To ensure that PHI is adequately safeguarded, it is important to implement an effective HIPAA compliance program.

  • Self-assessments: To measure your organization’s compliance with HIPAA, you must complete annual self-audits. There are six required audits for HIPAA covered entities (CEs), and five for business associates (BAs).
    • IT Risk Analysis Questionnaire: is meant to create a standard device installation and setup process across an entire organization. 
    • Security Standards: ensures that an organization’s security policies are in line with HIPAA requirements.
    • HITECH Subtitle D: ensures that an organization has proper documentation and protocols in relation to Breach Notification.
    • Asset and Device: is an itemized inventory of devices that contain ePHI. The device and asset list includes who uses the device and how an organization is protecting the device. 
    • Physical Site: each physical location must be assessed to determine if there are measures protecting PHI such as locks or alarm systems.
    • Privacy Assessment (not required for BAs): assesses an organization’s privacy policies to ensure that PHI is used and disclosed in accordance with HIPAA. 
  • Gap Identification and Remediation: Completing self-audits allows you to identify areas in which your safeguards are lacking. Gap identification enables you to create remediation plans to address deficiencies.

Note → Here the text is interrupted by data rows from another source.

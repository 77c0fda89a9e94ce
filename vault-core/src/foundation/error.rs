use std::io;
use thiserror::Error;

#[derive(Debug, Clone, Copy, PartialEq, Eq)]
pub enum ErrorCode {
    KeyNotFound,
    KeyAlreadyExists,
    KeyNotActive,
    InvalidAlgorithm,
    InvalidDerivedLength,
    InvalidCiphertext,
    CryptoError,
    StorageError,
    SerializationError,
    ConfigError,
    Message,
}

#[derive(Debug, Error)]
pub enum VaultError {
    #[error("key not found: {0}")]
    KeyNotFound(String),

    #[error("key already exists: {0}")]
    KeyAlreadyExists(String),

    #[error("key {key_id} is not active: status={status}")]
    KeyNotActive { key_id: String, status: String },

    #[error("unsupported algorithm: {0}")]
    InvalidAlgorithm(String),

    #[error("invalid derived key length: {length} (must be 1-64)")]
    InvalidDerivedLength { length: usize },

    #[error("ciphertext rejected: {0}")]
    InvalidCiphertext(String),

    #[error("crypto error during {operation}: {details}")]
    CryptoError { operation: String, details: String },

    #[error("storage error during {operation}: {details}")]
    StorageError { operation: String, details: String },

    #[error("{format} serialization error: {details}")]
    SerializationError { format: String, details: String },

    #[error("configuration error: {0}")]
    ConfigError(String),

    #[error("{0}")]
    Message(String),
}

pub type Result<T> = std::result::Result<T, VaultError>;

impl VaultError {
    pub fn code(&self) -> ErrorCode {
        match self {
            VaultError::KeyNotFound(_) => ErrorCode::KeyNotFound,
            VaultError::KeyAlreadyExists(_) => ErrorCode::KeyAlreadyExists,
            VaultError::KeyNotActive { .. } => ErrorCode::KeyNotActive,
            VaultError::InvalidAlgorithm(_) => ErrorCode::InvalidAlgorithm,
            VaultError::InvalidDerivedLength { .. } => ErrorCode::InvalidDerivedLength,
            VaultError::InvalidCiphertext(_) => ErrorCode::InvalidCiphertext,
            VaultError::CryptoError { .. } => ErrorCode::CryptoError,
            VaultError::StorageError { .. } => ErrorCode::StorageError,
            VaultError::SerializationError { .. } => ErrorCode::SerializationError,
            VaultError::ConfigError(_) => ErrorCode::ConfigError,
            VaultError::Message(_) => ErrorCode::Message,
        }
    }

    pub fn key_not_found(key_id: impl Into<String>) -> Self {
        VaultError::KeyNotFound(key_id.into())
    }

    pub fn key_not_active(key_id: impl Into<String>, status: impl Into<String>) -> Self {
        VaultError::KeyNotActive { key_id: key_id.into(), status: status.into() }
    }

    pub fn crypto(operation: impl Into<String>, details: impl ToString) -> Self {
        VaultError::CryptoError { operation: operation.into(), details: details.to_string() }
    }

    pub fn storage(operation: impl Into<String>, details: impl ToString) -> Self {
        VaultError::StorageError { operation: operation.into(), details: details.to_string() }
    }
}

impl From<io::Error> for VaultError {
    fn from(err: io::Error) -> Self {
        VaultError::StorageError { operation: "io".to_string(), details: err.to_string() }
    }
}

impl From<serde_json::Error> for VaultError {
    fn from(err: serde_json::Error) -> Self {
        VaultError::SerializationError { format: "json".to_string(), details: err.to_string() }
    }
}

// NOTE: Avoid adding generic "stringly" error conversions here.
// Use structured `VaultError` variants at the call site to preserve context.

  • Policies and Procedures: As stated above, policies and procedures dictate the proper uses and disclosures of PHI. Policies and procedures must be customized for your organization to apply directly to your business processes, and must be reviewed annually to account for any changes in business operations. Failure to customize policies and procedures leaves your organization vulnerable as PHI may not be fully secured.
  • Employee Training and Tracking: Also mentioned above, employee’s must be trained annually on your organization’s policies and procedures, as well as HIPAA standards. Employees must legally attest that they have read and understand the material that they were trained on. The ability to track employees’ training ensures that all employees are trained in a timely manner.
  • Business Associate Management: Organizations working with protected health information are required to vet their business associates. Vetting BAs ensures that they are protecting the PHI that they create, receive, transmit, maintain, or store on your behalf. You can vet your BAs by sending them a vendor questionnaire. Similar to self-audits, vendor questionnaires assess the gaps in the business associate’s safeguards. To work with the BA, the vendor must agree to address identified gaps with remediation efforts. If the BA is unwilling to implement remediation plans, you should choose another vendor to work with. Additionally, they must be willing to sign a business associate agreement (BAA). A BAA is a legal document that dictates the safeguards the BA must have in place. It also limits the liability of each signing party as it requires each party to manage their own HIPAA compliance.
  • Incident Management: If your organization is the victim of a healthcare breach, you must report the breach. If the breach affects less than 500 patients, you are required to report the incident within 60 days from the end of the calendar year to affected patients and the Department of Health and Human Services (HHS). If the breach affects 500 or more patients, you must report it within 60 days of discovery to affected patients, the HHS, and the media.